L'ECO di Sigillo

 

N. 24 - 16 dicembre 2001

Pro Tadino Prima pagina Edizioni Sommario

Sigillo

 

La festa dei minatori

di Giuseppe Pellegrini


Raramente avviene durante l'anno di assistere a una manifestazione di fede e di entusiasmo, come in occasione della festa di Santa Barbara. Ciò dimostra quanto radicata sia, verso questa Santa, la devozione dei minatori e degli operai che sono una massa considerevole nel nostro Paese. La festa ha avuto origine dall'iniziativa e dalla generosità dei valorosi minatori agli inizi del secolo al traforo del Sempione, al seguito delle Imprese concittadine Fantozzi e Agostinelli. Col passare degli anni si è andata sempre più affermando, divenendo festa di uomini e di giovani, festa di minatori, che per tale ricorrenza tornano al Paese, mentre i più lontani partecipano spiritualmente e inviano contributi per la buona riuscita della solennità.

Preceduta da un Triduo predicato dal Parroco Don Luciano Eutizi, che ha colto l'occasione per rivolgere tre fervide esortazioni al popolo, in preparazione della solenne ricorrenza:" il ricordo dei minatori sigillani caduti in tutto il mondo - La preghiera come punto d'incontro - Il lavoro nella vita quotidiana". La cara Patrona dei minatori ha visto, come sempre, intorno al suo simulacro accalcarsi gli operai e i minatori, che l'hanno invocata a protezione nella loro dura e pericolosa fatica. La festa è culminata in una riuscitissima processione, che è stata una apoteosi e un trionfo per la Santa protettrice, il corteo - processionale si è snodato per le vie del paese per raggiungere la piccola Chiesa della Sportella, costruita sul "sasso delle Rocchette". La Chiesa è stata eretta nell'960, per volontà e contributo dei minatori e del popolo sigillano, la costruzione è di stile alpino, con pietre a faccia a vista e fu benedetta da Mons. Giuseppe Pronti allora Vescovo di Nocera e Gualdo Tadino, il 26 luglio 1960. Nel 1995 è stata restaurata con il contributo di tutto il popolo sigillano.
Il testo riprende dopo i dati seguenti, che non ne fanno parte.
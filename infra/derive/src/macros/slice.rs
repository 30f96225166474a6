use proc_macro2::TokenStream;
use quote::{format_ident, quote};
use syn::ItemStruct;

pub fn expand_slice(input: ItemStruct) -> TokenStream {
    let ItemStruct { attrs, vis, ident, generics, fields, semi_token, .. } = &input;
    if !generics.params.is_empty() {
        return syn::Error::new_spanned(generics, "mfg_slice does not support generic slices")
            .to_compile_error();
    }

    let inner = format_ident!("{ident}Inner");

    quote! {
        #(#attrs)*
        #[derive(Debug)]
        #vis struct #inner #fields #semi_token

        #[derive(Debug, Clone)]
        #vis struct #ident {
            inner: ::std::sync::Arc<#inner>,
        }

        impl #ident {
            #[must_use]
            pub fn new(inner: #inner) -> Self {
                Self { inner: ::std::sync::Arc::new(inner) }
            }
        }

        impl ::std::ops::Deref for #ident {
            type Target = #inner;

            fn deref(&self) -> &Self::Target {
                &self.inner
            }
        }

        impl ::mfg_kernel::domain::registry::FeatureSlice for #ident {
            fn as_any(&self) -> &dyn ::std::any::Any {
                self
            }
        }
    }
}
La Ringhiera in ferro che protegge la piccola rampa di accesso è stata donata dalla "Fermeccanica Morettini Spinetta Marengo (AL)", lavoratori sigillani che si sono trasferiti a Spinetta, mentre la "Ceramica devozionale con l'effige della Santa Patrona è stata fatta in Sigillo da Bruno Fumanti nel 1993".

Ai nostri Minatori e a tutti i Lavoratori sigillani, di cui conosciamo le sofferenze, le lotte per la vita, le speranze, l'attaccamento al dovere, il coraggio e l'onestà, vada la nostra sincera simpatia e l'augurio che la Santa, pregata e invocata come sorella che vuole e può aiutare, esaudisca le loro preghiere e li liberi sempre da ogni pericolo dell'anima e del corpo.

Una lode vivissima alla popolazione sigillana e a quanti hanno collaborato per la riuscita della festa, specialmente alle famiglie, Calzuola e Lepri.